The book has a series of these irrelevant comparisons. “If cognitive talents rise correspondingly with the proliferation of screens and the sophistication of shows and games, why hasn’t a generation of historically informed, civically active, verbally able, and mathematically talented young adults come forth and proven the cultural pessimists and aged curmudgeons wrong?” (92). This is a typical move in the argument. Some foolish group claims that such and such technology is making everyone smarter. Obviously it isn’t. Thus the kids are somehow dumber. But this isn’t a problem with the kids or even the technology, but with the hype. The criticism shouldn’t be directed against kids and adults who do the same unintellectual things they always have–only now with shinier gadgets–but instead against anyone stupid enough to believe that a child is going to learn better or know more because their information comes from a computer rather than a book. Criticizing techno-hype isn’t as much fun, apparently, as claiming that we’ve just raised the “dumbest generation.” I don’t get the impression that Bauerlein believes the hype, though. It’s just a way to score points. However, just saying the kids aren’t as smart as some people claimed they would be doesn’t make them dumb, or even dumbest.
He asks his students to sit down with their friends at dinner and and as an experiment use some big words to see what happens. They balk at this, thinking their friends will avoid them, or more likely think them pretentious jerks. This “demonstrates that the social settings of adolescence actually conspire against verbal maturity” (155). That comes as a shocking revelation to anyone who has never been an adolescent, but should it for the rest of us? Isn’t there something to be said for discourse communities? Adolescent boys don’t talk like college professors. Neither do grown men sitting around drinking beer and cheering a football game. Neither does anyone else for that matter. Most people don’t have very large vocabularies. That’s just a fact. Most communication takes place with a minimum of words. Unless one wants to be able to articulate sophisticated thoughts or critical insights, or is in love with language, or perhaps just wants to impress other academics, an extensive vocabulary just isn’t required. Blaming teenagers because they don’t sound like educated college professors just seems like another irrelevant comparison. I can feel his pain (I once cringed when someone teaching at Princeton pronounced the “ch” in “inchoate” as the “ch” in “church”), but it doesn’t mean most people have or ever have had large vocabularies.

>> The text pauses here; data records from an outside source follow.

//! Life Insurance Coverage Advisor Library
//!
//! This library provides the core functionality for the coverage advisor API:
//! a Gemini-backed advisory pipeline, the JSON sanitizer and result normalizer
//! applied to model output, the local coverage formula, and HTTP handlers.
//!
//! # Modules
//!
//! - `api`: API-layer namespace.
//! - `core`: Core advisory logic namespace.
//! - `integrations`: External service integrations.
//! - `advisor`: Profile → prompt → model → result pipeline.
//! - `config`: Configuration management.
//! - `coverage`: Local annuity-based coverage formula.
//! - `errors`: Error handling types.
//! - `gemini_client`: Language-model trait and Gemini REST client.
//! - `handlers`: HTTP request handlers and router.
//! - `models`: Request and response models.
//! - `normalizer`: Default-filling for model output.
//! - `prompt`: Advisor prompt template.
//! - `report`: Step-by-step display model for the interactive variant.
//! - `sanitizer`: JSON extraction from free-form model text.

pub mod api;
pub mod core;
pub mod integrations;

pub mod advisor;
pub mod config;
pub mod coverage;
pub mod errors;
pub mod gemini_client;
pub mod handlers;
pub mod models;
pub mod normalizer;
pub mod prompt;
pub mod report;
pub mod sanitizer;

Finally, I couldn’t finish the book. It’s a quick read. Bauerlein is a fine writer with, I believe, good and serious intentions. There were more statistics and studies quoted, but I just couldn’t get past what seemed a flawed premise: that because teenagers today aren’t as intellectual as college professors, despite their increased access to culture through digital means, they’re somehow dumber than teenagers in the past or most adults today. The book is a great exercise in how to create an imagined crisis and boost sales, but I’m not sure it tells us about any significance between today’s college students and the allegedly smarter generations that have come before.